The Lost Suitcases
Esther landed at Heathrow Airport in London early Friday afternoon hoping to spend a lovely Shabbos in Golders Green. To her chagrin her suitcases are nowhere to be found. Everything she needed for the coming few days was inside them including her Shabbos clothes, jewelery, and the gift for her hosts which she had invested so many hours tracking down.
After a high pressured three-hour wait at the airline office, Esther decided that there was no choice but to go only with her carry-on case to her destination. The suitcases definitely hadn’t arrived with the flight. Any more delay would force her to stay at the airport over Shabbos. The airline representative promised to be in touch as soon as the suitcases were located. Esther took the next taxi to Golders Green, was very upset, but decided to make the best of the situation.
One hour after candle-lighting her cell-phone started to ring. With all the rush she had forgotten to turn it off. It rang repeatedly but of course she didn’t even bother checking the little screen to see who was calling on Shabbos.

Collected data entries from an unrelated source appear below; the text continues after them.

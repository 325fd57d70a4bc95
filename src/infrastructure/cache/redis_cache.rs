//! Redis-backed redirect cache.

use super::service::{CacheError, CacheResult, CacheService};
use async_trait::async_trait;
use redis::{
    AsyncCommands, Client, ExistenceCheck, SetExpiry, SetOptions, aio::ConnectionManager,
};
use tracing::{debug, info, warn};

/// Key namespace for cached aliases.
const KEY_PREFIX: &str = "alias:";

/// Value marking a deleted alias. Never a valid target URL.
const TOMBSTONE: &str = "";

/// Redis cache for alias lookups.
///
/// Uses a `ConnectionManager` for automatic reconnects. Lookup and fill errors
/// are logged and swallowed so that redirects fall back to the store.
/// Fills use `SET NX`, deletes overwrite the entry with a tombstone.
pub struct RedisCache {
    conn: ConnectionManager,
    default_ttl: u64,
}

impl RedisCache {
    /// Connects to Redis and verifies the connection with a PING.
    ///
    /// `default_ttl_seconds` applies when [`CacheService::set_url`] is called
    /// without an explicit TTL (`CACHE_TTL_SECONDS`). Tombstones live for the
    /// same duration.
    ///
    /// # Errors
    ///
    /// Returns [`CacheError::Connection`] if the URL is invalid, the connection
    /// cannot be established, or the PING fails.
    pub async fn connect(redis_url: &str, default_ttl_seconds: u64) -> CacheResult<Self> {
        let client = Client::open(redis_url)
            .map_err(|e| CacheError::Connection(format!("invalid Redis URL: {}", e)))?;

        let manager = ConnectionManager::new(client)
            .await
            .map_err(|e| CacheError::Connection(format!("failed to connect: {}", e)))?;

        let mut conn = manager.clone();
        conn
            .ping::<()>()
            .await
            .map_err(|e| CacheError::Connection(format!("PING failed: {}", e)))?;

        info!("Connected to Redis");

        Ok(Self {
            conn: manager,
            default_ttl: default_ttl_seconds,
        })
    }

    fn key(alias: &str) -> String {
        format!("{}{}", KEY_PREFIX, alias)
    }

    fn fill_options(ttl: u64) -> SetOptions {
        SetOptions::default()
            .conditional_set(ExistenceCheck::NX)
            .with_expiration(SetExpiry::EX(ttl))
    }
}

/// Maps a raw cached value to a hit, treating tombstones as misses.
fn live_entry(raw: Option<String>) -> Option<String> {
    raw.filter(|value| value != TOMBSTONE)
}

#[async_trait]
impl CacheService for RedisCache {
    async fn get_url(&self, alias: &str) -> CacheResult<Option<String>> {
        let mut conn = self.conn.clone();

        match conn.get::<_, Option<String>>(Self::key(alias)).await {
            Ok(raw) => {
                let hit = live_entry(raw);
                debug!(alias, hit = hit.is_some(), "cache lookup");
                Ok(hit)
            }
            Err(e) => {
                warn!(alias, error = %e, "Redis GET failed");
                Ok(None)
            }
        }
    }

    async fn set_url(
        &self,
        alias: &str,
        target_url: &str,
        ttl_seconds: Option<u64>,
    ) -> CacheResult<()> {
        let mut conn = self.conn.clone();
        let ttl = ttl_seconds.unwrap_or(self.default_ttl);

        match conn
            .set_options::<_, _, Option<String>>(
                Self::key(alias),
                target_url,
                Self::fill_options(ttl),
            )
            .await
        {
            Ok(Some(_)) => debug!(alias, "cache filled"),
            Ok(None) => debug!(alias, "cache fill skipped, entry or tombstone present"),
            Err(e) => warn!(alias, error = %e, "Redis SET failed"),
        }

        Ok(())
    }

    async fn invalidate(&self, alias: &str) -> CacheResult<()> {
        let mut conn = self.conn.clone();

        conn.set_ex::<_, _, ()>(Self::key(alias), TOMBSTONE, self.default_ttl)
            .await
            .map_err(|e| CacheError::Operation(format!("failed to write tombstone: {}", e)))?;

        debug!(alias, "cache entry invalidated");
        Ok(())
    }

    async fn health_check(&self) -> bool {
        let mut conn = self.conn.clone();
        conn.ping::<()>().await.is_ok()
    }
}
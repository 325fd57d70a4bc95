use alias_shortener::{config, server};
use anyhow::Result;
use tracing_subscriber::EnvFilter;

#[tokio::main]
async fn main() -> Result<()> {
    dotenvy::dotenv().ok();

    let config = config::load_from_env()?;
    init_tracing(&config.log_level, &config.log_format);
    config.print_summary();

    server::run(config).await
}

/// Installs the global subscriber. `RUST_LOG` wins over `log_level` when set.
fn init_tracing(log_level: &str, log_format: &str) {
    let filter = EnvFilter::try_from_default_env().unwrap_or_else(|_| EnvFilter::new(log_level));

    let builder = tracing_subscriber::fmt().with_env_filter(filter);
    if log_format == "json" {
        builder.json().init();
    } else {
        builder.init();
    }
}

In the middle of the meal during the chicken soup, the doorbell rang. The hosts jumped up concerned that maybe it was an emergency. A moment later a smiling guy wearing an airline jacket entered with the missing suitcases in tow. He apologetically informs Esther that the suitcases were mistakenly sent on a parallel flight and since she didn’t answer the phone and they understood she was Jewish, the airline decided to deliver her suitcases to the contact address she left at the desk. The airline also gave her a free 5-star hotel voucher as a small compensation for the mishap.
After thanking the driver, Esther stared at the suitcases with a mixture of relief and confusion. What now???
She finally had the suitcases, but according to Halacha, may she open them and use the contents? After all, someone had specially driven on Shabbos to bring them to her. Would it make a difference that the driver wasn’t Jewish?
Lost Luggage Statistics
Just in case you think that a suitcase lost in transit is a rare occurrence, think again !
According to SITA (a multinational information technology company specializing in providing IT and telecommunication services to the air transport industry) there were 21.8 MILLION bags misplaced, lost or mishandled worldwide in 2013. That makes 6.96 bags lost per thousand passengers. It might not sound a lot, but its far more likely to happen then winning a lottery…
Ma’aseh Shabbos (work done on Shabbos)
According to Jewish Law one may not derive benefit from (Halachically prohibited) work done on Shabbos. For example, if a Jew cooked me a meal on Shabbos, I may not eat the food on Shabbos. This is true whether the chef cooked the food deliberately and was fully aware that it was Shabbos or whether he didn’t pay attention that Shabbos had begun (or simply wasn’t knowledgeable that cooking was forbidden).
In case of great need (for a little child or a sick adult), if the food was cooked by error, I may eat it even on Shabbos.
If a non-Jew did work for me on Shabbos (in situations when it is forbidden to ask a non-Jew to work for me), I must wait till enough time has passed that the non-Jew could have completed the entire job after Shabbos was over.
To Open or Not To Open?
In Esther’s case there are two schools of Rabbinic thought on how to proceed.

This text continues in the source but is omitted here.